The missionaries came, taught me, and not too long after, I was baptized. This time I was baptized a Mormon and I knew that baptism meant that I was then a Mormon.
I have heard strange things about Joseph Smith and the Church over the years. There are many people who have had the unfortunate experience of being swallowed up in the tons of anti-Mormon literature available in movies, books, and now on the internet. I have always felt sorry for the people who believe the antagonistic, venomous attacks on Joseph Smith, the Book of Mormon, and the Church. Those anti-Mormon attacks will always be there. So be it. So many people have believed that nonsense. It is so sad that some people make eternal decisions based on nonsense. What can one do? It has always been such and it will always be such.
God has been very kind to me. He is kind to all who seek Him and love him. There are so many wonderful people in other churches. As the years go on, I have developed a tender heart towards everyone. I can't help it. God has blessed me with a loving heart. I always tend to see the good in everyone. I have lost friends over my decision to become a Mormon. I have felt the sorrowful sting of family rejection at times because of that decision. I have been the recipient of unkind words and unkind looks from strangers who thought it best to let me know of their disdain for the Mormons. I know what true loneliness is.
But I also know the profound joy of having had a sincere question answered. Joseph Smith was a prophet of God just as the ancient prophets were. Of this I have no doubt. He translated the Book of Mormon by the power and gift of God. He was responsible for restoring the Church of Jesus Christ as Christ established it when He was on this earth. Joseph was responsible for restoring the blessings of the Holy Temple including sealing families together for eternity.
Of all the things I feel passionate about in my life and of all the things that can reduce me to tears and leave me speechless sometimes, my testimony and firm conviction of the prophet Joseph Smith is the one thing that will do it.
For all those who spend a lifetime time maligning the prophet, how could they ever explain away my peace?

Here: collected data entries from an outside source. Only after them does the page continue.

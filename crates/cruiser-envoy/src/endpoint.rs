//! Endpoint resources (EDS).

use serde::Deserialize;

use crate::core::{Address, Locality};
use crate::serde_util;
use crate::{ResourceProto, TypeUrl};

/// Load assignment for a cluster: the set of endpoints Envoy balances over.
#[derive(Clone, PartialEq, Deserialize, prost::Message)]
#[serde(rename_all = "camelCase", default)]
pub struct ClusterLoadAssignment {
    /// Name of the cluster this assignment belongs to.
    #[prost(string, tag = "1")]
    pub cluster_name: String,
    /// Endpoints grouped by locality.
    #[prost(message, repeated, tag = "2")]
    pub endpoints: Vec<LocalityLbEndpoints>,
}

impl ResourceProto for ClusterLoadAssignment {
    const TYPE_URL: &'static str = TypeUrl::ENDPOINT;

    fn resource_name(&self) -> &str {
        &self.cluster_name
    }
}

/// A group of endpoints sharing a locality.
#[derive(Clone, PartialEq, Deserialize, prost::Message)]
#[serde(rename_all = "camelCase", default)]
pub struct LocalityLbEndpoints {
    /// Locality of the group.
    #[prost(message, optional, tag = "1")]
    pub locality: Option<Locality>,
    /// The endpoints themselves.
    #[prost(message, repeated, tag = "2")]
    pub lb_endpoints: Vec<LbEndpoint>,
    /// Relative load-balancing weight of the locality.
    #[prost(message, optional, tag = "3")]
    pub load_balancing_weight: Option<u32>,
    /// Failover priority; 0 is the highest.
    #[prost(uint32, tag = "5")]
    pub priority: u32,
}

/// A single load-balanced endpoint.
#[derive(Clone, PartialEq, Deserialize, prost::Message)]
#[serde(rename_all = "camelCase", default)]
pub struct LbEndpoint {
    /// Endpoint case of the host identifier oneof.
    #[prost(message, optional, tag = "1")]
    pub endpoint: Option<Endpoint>,
    /// Health as reported out of band.
    #[prost(enumeration = "crate::core::HealthStatus", tag = "2")]
    #[serde(deserialize_with = "serde_util::health_status")]
    pub health_status: i32,
    /// Relative load-balancing weight of the endpoint.
    #[prost(message, optional, tag = "4")]
    pub load_balancing_weight: Option<u32>,
}

/// An upstream host.
#[derive(Clone, PartialEq, Deserialize, prost::Message)]
#[serde(rename_all = "camelCase", default)]
pub struct Endpoint {
    /// Address of the host.
    #[prost(message, optional, tag = "1")]
    pub address: Option<Address>,
    /// Hostname for health checking and logging.
    #[prost(string, tag = "3")]
    pub hostname: String,
}

impl Endpoint {
    /// Build a TCP endpoint for a discovered instance.
    pub fn socket(hostname: impl Into<String>, address: impl Into<String>, port: u32) -> Self {
        Self {
            address: Some(Address::socket(address, port)),
            hostname: hostname.into(),
        }
    }
}

#[cfg(test)]
mod tests {
    use super::*;
    use prost::Message;

    #[test]
    fn decodes_protojson_assignment() {
        let json = r#"{
            "clusterName": "users.ns-1234",
            "endpoints": [
                {
                    "lbEndpoints": [
                        {
                            "healthStatus": "HEALTHY",
                            "endpoint": {
                                "hostname": "i-abc",
                                "address": {
                                    "socketAddress": {"address": "10.1.2.3", "portValue": 8080}
                                }
                            }
                        }
                    ],
                    "priority": 1
                }
            ]
        }"#;

        let assignment: ClusterLoadAssignment =
            serde_json::from_str(json).expect("valid assignment");
        assert_eq!(assignment.resource_name(), "users.ns-1234");
        assert_eq!(assignment.endpoints.len(), 1);
        assert_eq!(assignment.endpoints[0].priority, 1);
        let lb = &assignment.endpoints[0].lb_endpoints[0];
        assert_eq!(lb.health_status, crate::core::HealthStatus::Healthy as i32);
        assert_eq!(lb.endpoint.as_ref().unwrap().hostname, "i-abc");
    }

    #[test]
    fn any_round_trip() {
        let assignment = ClusterLoadAssignment {
            cluster_name: "users".into(),
            endpoints: vec![LocalityLbEndpoints {
                lb_endpoints: vec![LbEndpoint {
                    endpoint: Some(Endpoint::socket("host-1", "10.0.0.1", 9000)),
                    ..Default::default()
                }],
                ..Default::default()
            }],
        };

        let any = assignment.to_any();
        assert_eq!(any.type_url, TypeUrl::ENDPOINT);

        let decoded = ClusterLoadAssignment::decode(any.value.as_slice()).expect("decodes");
        assert_eq!(decoded, assignment);
    }
}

I am a Mormon. My question has been answered. My life has been changed forever. The Savior said, "In my Father's house are many mansions: if it were not so, I would have told you." John 14:2
Gratefully because of the love of our Father in Heaven, Joseph Smith restored all things according to God's will so that we all may return to the mansion of our Father one day if we live worthy and are deemed worthy by Him to do so. The path is crystal clear. One need only look for the path and stay on it.